Finite-Element Frequency-Domain (FEFD) Electromagnetic Solver

Based on:

Jianming Jin, “The Finite Element Method in Electromagnetics”, 3rd Edition, Wiley Publishing, 2014. ISBN: 9781118571361

Tsuji, Yasuhide, and Masanori Koshiba, “Finite element method using port truncation by perfectly matched layer boundary conditions for optical waveguide discontinuity problems.”, Journal of lightwave technology 20, no. 3 (2002): 463-468.

Ivanova, R. Stoffer, and M. Hammer, “A dimensionality reduction technique for 2D scattering problems in photonics,” J. Opt., vol. 12, no. 3, Art. no. 035502, Mar. 2010.

Introduction

This solver implements the Finite-Element Frequency-Domain (FEFD) method for solving Maxwell’s equations in 2D space and frequency domain, specifically optimized for the simulation of integrated photonic devices.

It supports linear, isotropic, dispersive materials and provides advanced features tailored to photonic circuit design, such as automatic mode injection, port detection, and S-parameter extraction.

Key Features

  • Frequency-domain Maxwell solver using triangular discretization in 2D space.

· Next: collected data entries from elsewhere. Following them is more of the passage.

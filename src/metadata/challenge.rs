/// Title fragments of known bot interstitials (Cloudflare and friends).
///
/// Plain substring match: a page merely titled about Cloudflare is flagged
/// too. That over-match is accepted; see DESIGN.md.
const CHALLENGE_PHRASES: [&str; 3] = ["just a moment", "attention required", "cloudflare"];

pub fn is_challenge(title: &str) -> bool {
    let title = title.trim().to_lowercase();
    CHALLENGE_PHRASES.iter().any(|phrase| title.contains(phrase))
}

#[cfg(test)]
mod tests {
    use super::*;

    #[test]
    fn test_known_interstitials() {
        assert!(is_challenge("Just a moment..."));
        assert!(is_challenge("Attention Required! | Cloudflare"));
        assert!(is_challenge("  JUST A MOMENT  "));
    }

    #[test]
    fn test_cloudflare_substring_any_case() {
        for title in ["cloudflare", "  CloudFlare  ", "\tCLOUDFLARE\n", "Cloudflare Engineering Blog"] {
            assert!(is_challenge(title), "{title:?}");
        }
    }

    #[test]
    fn test_regular_titles() {
        assert!(!is_challenge(""));
        assert!(!is_challenge("Rust Programming Language"));
        assert!(!is_challenge("Wait a moment"));
    }
}
use crate::{
    app::{App, AppError},
    links::{LinkCreate, PreparedLink},
    metadata::Metadata,
};
use axum::{
    extract::{Query, State},
    response::IntoResponse,
    routing::{get, post},
    Json, Router,
};
use serde::Deserialize;
use serde_json::json;
use std::sync::Arc;
use tokio::signal;

#[derive(Clone)]
struct SharedState {
    app: Arc<App>,
}

async fn shutdown_signal() {
    let ctrl_c = async {
        if let Err(err) = signal::ctrl_c().await {
            log::error!("failed to install Ctrl+C handler: {err}");
            std::future::pending::<()>().await;
        }
    };

    #[cfg(unix)]
    let terminate = async {
        match signal::unix::signal(signal::unix::SignalKind::terminate()) {
            Ok(mut sig) => {
                sig.recv().await;
            }
            Err(err) => {
                log::error!("failed to install signal handler: {err}");
                std::future::pending::<()>().await;
            }
        }
    };

    #[cfg(not(unix))]
    let terminate = std::future::pending::<()>();

    tokio::select! {
        _ = ctrl_c => {},
        _ = terminate => {},
    }
    log::warn!("shutting down");
}

pub fn router(app: Arc<App>) -> Router {
    let shared_state = Arc::new(SharedState { app });

    Router::new()
        .route("/api/og", get(og))
        .route("/api/links", post(create_link))
        .layer(
            tower_http::trace::TraceLayer::new_for_http()
                .make_span_with(
                    tower_http::trace::DefaultMakeSpan::new().level(tracing::Level::INFO),
                )
                .on_response(
                    tower_http::trace::DefaultOnResponse::new().level(tracing::Level::INFO),
                ),
        )
        .with_state(shared_state)
}

async fn start_app(app: App) -> anyhow::Result<()> {
    let listen_addr = app.config().listen_addr.clone();
    let router = router(Arc::new(app));

    let listener = tokio::net::TcpListener::bind(&listen_addr).await?;
    log::info!("listening on {listen_addr}");
    axum::serve(listener, router)
        .with_graceful_shutdown(shutdown_signal())
        .await?;

    Ok(())
}

pub fn start_daemon(app: App) -> anyhow::Result<()> {
    tokio::runtime::Builder::new_multi_thread()
        .enable_all()
        .build()?
        .block_on(start_app(app))
}

// Make our own error that wraps `AppError`.
#[derive(Debug)]
struct HttpError(AppError);

impl IntoResponse for HttpError {
    fn into_response(self) -> axum::response::Response {
        let status = match self.0 {
            AppError::MissingUrl | AppError::InvalidUrl(_) => axum::http::StatusCode::BAD_REQUEST,
            AppError::Fetch(_) => {
                log::error!("{self:?}");
                axum::http::StatusCode::BAD_GATEWAY
            }
            AppError::Other(_) => {
                log::error!("{self:?}");
                axum::http::StatusCode::INTERNAL_SERVER_ERROR
            }
        };

        (status, Json(json!({"error": self.0.to_string()}))).into_response()
    }
}

impl<E> From<E> for HttpError
where
    E: Into<AppError>,
{
    fn from(err: E) -> Self {
        Self(err.into())
    }
}

#[derive(Debug, Clone, Default, Deserialize)]
pub struct OgRequest {
    pub url: Option<String>,
}

async fn og(
    State(state): State<Arc<SharedState>>,
    Query(query): Query<OgRequest>,
) -> Result<Json<Metadata>, HttpError> {
    log::debug!("query: {query:?}");

    let url = query.url.ok_or(AppError::MissingUrl)?;
    let meta = state.app.fetch_metadata(&url).await?;

    Ok(Json(meta))
}

async fn create_link(
    State(state): State<Arc<SharedState>>,
    Json(payload): Json<LinkCreate>,
) -> Result<Json<PreparedLink>, HttpError> {
    log::debug!("payload: {payload:?}");

    let link = state.app.create_link(payload).await?;

    Ok(Json(link))
}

  • Perfectly Matched Layer (PML) boundary conditions for accurate open-region simulations.

  • GDSII Import: Reads standard GDSII layout files to define device geometry.

  • Automatic Matching Mesh Generation: Automatically generates a triangular mesh that precisely matches the passed geometry.

  • First and Second Order Element Support: Choose between linear and quadratic elements for improved accuracy.

  • 2D and 2.5D simulation: Simulate 2D geometries and collapse 3D ones into 2D with acceptable accuracy.

  • Port Identification & Mode Matching: - Automatic port detection and classification. - Single-mode excitation using computed eigenmodes. - Mode solver integration for accurate injection and extraction.

  • S-Parameter Computation: - Computes scattering parameters (S-matrix) from frequency-domain data. - Automatically exports results in standard .snp format.

  • HDF5 Output: - All simulation data, field snapshots, and metadata are stored in .h5 format for efficient post-processing.

Mathematical Foundation

The FEFD method relies on discretizing the 2D Helmholtz wave equation using triangular elements.

\[\begin{align} \nabla^2 u(x,y) + k^2(x,y)\,u(x,y) = -s(x,y), \end{align}\]

Where \(s\) is the source, \(u\) is either \(E_z\) or \(H_z\) for either TE or TM, respectively.

\[\begin{align} \nabla^2 = \frac{\partial^2}{\partial x^2} + \frac{\partial^2}{\partial y^2}, \end{align}\]

and

\[\begin{align} k(x,y) = \frac{\omega}{c}\, n(x,y) = \omega \sqrt{\mu(x,y)\,\varepsilon(x,y)}. \end{align}\]

The 2.5D formulation is based on the method reported in: “A dimensionality reduction technique for 2D scattering problems in photonics”

In which the field \(u\) is decomposed into two orthogonal components \(Z(z)\) and \(v(x,y)\). Then, the variational formulation is applied in the \(z\) direction by multiplying by a weight function \(Z'(z)\). Then the resulting wave equation is integrated in the \(z\) direction, resulting in a wave equation in \(x\) and \(y\).

Boundary Conditions

This solver supports Perfectly Matched Layer (PML) absorbing boundary conditions, as described by Y. Tsuji and M. Koshiba in “Finite element method using port truncation by perfectly matched layer boundary conditions for optical waveguide discontinuity problems”. PML is used to prevent artificial reflections at simulation domain boundaries.

This is the core equation that defines the coordinate transformation in the frequency domain. For a coordinate direction \(i\) (where \(i = x, y, \text{or } z\)):

\[\begin{align} s_i(i, \omega) = \kappa_i(i) + \frac{\sigma_i(i)}{\alpha_i(i) + j\omega\epsilon_0} \end{align}\]

Where:

  • \(\kappa_i\) is the real coordinate stretching (usually \(\ge 1\)).

  • \(\sigma_i\): Conductivity profile (attenuation).

  • \(\alpha_i\): Complex frequency shift (stability).

  • \(\epsilon_0\): Vacuum permittivity.

Applications

This solver is particularly suited for:

  • Silicon photonics and integrated optical circuits

  • Passive photonic devices (e.g., splitters, multiplexers, filters)

  • Waveguide tapering, crossings, and junctions

  • Irregularly shaped devices

  • Dispersive and lossy materials

  • Single frequency optimization

  • High index contrast problems (First order elements are recommended for \(\delta n < 2\) and second order for \(\delta n > 2\))

This solver is not suited for:

  • Devices of thin layers (\(< 20 nm\)) in the \(z\) direction.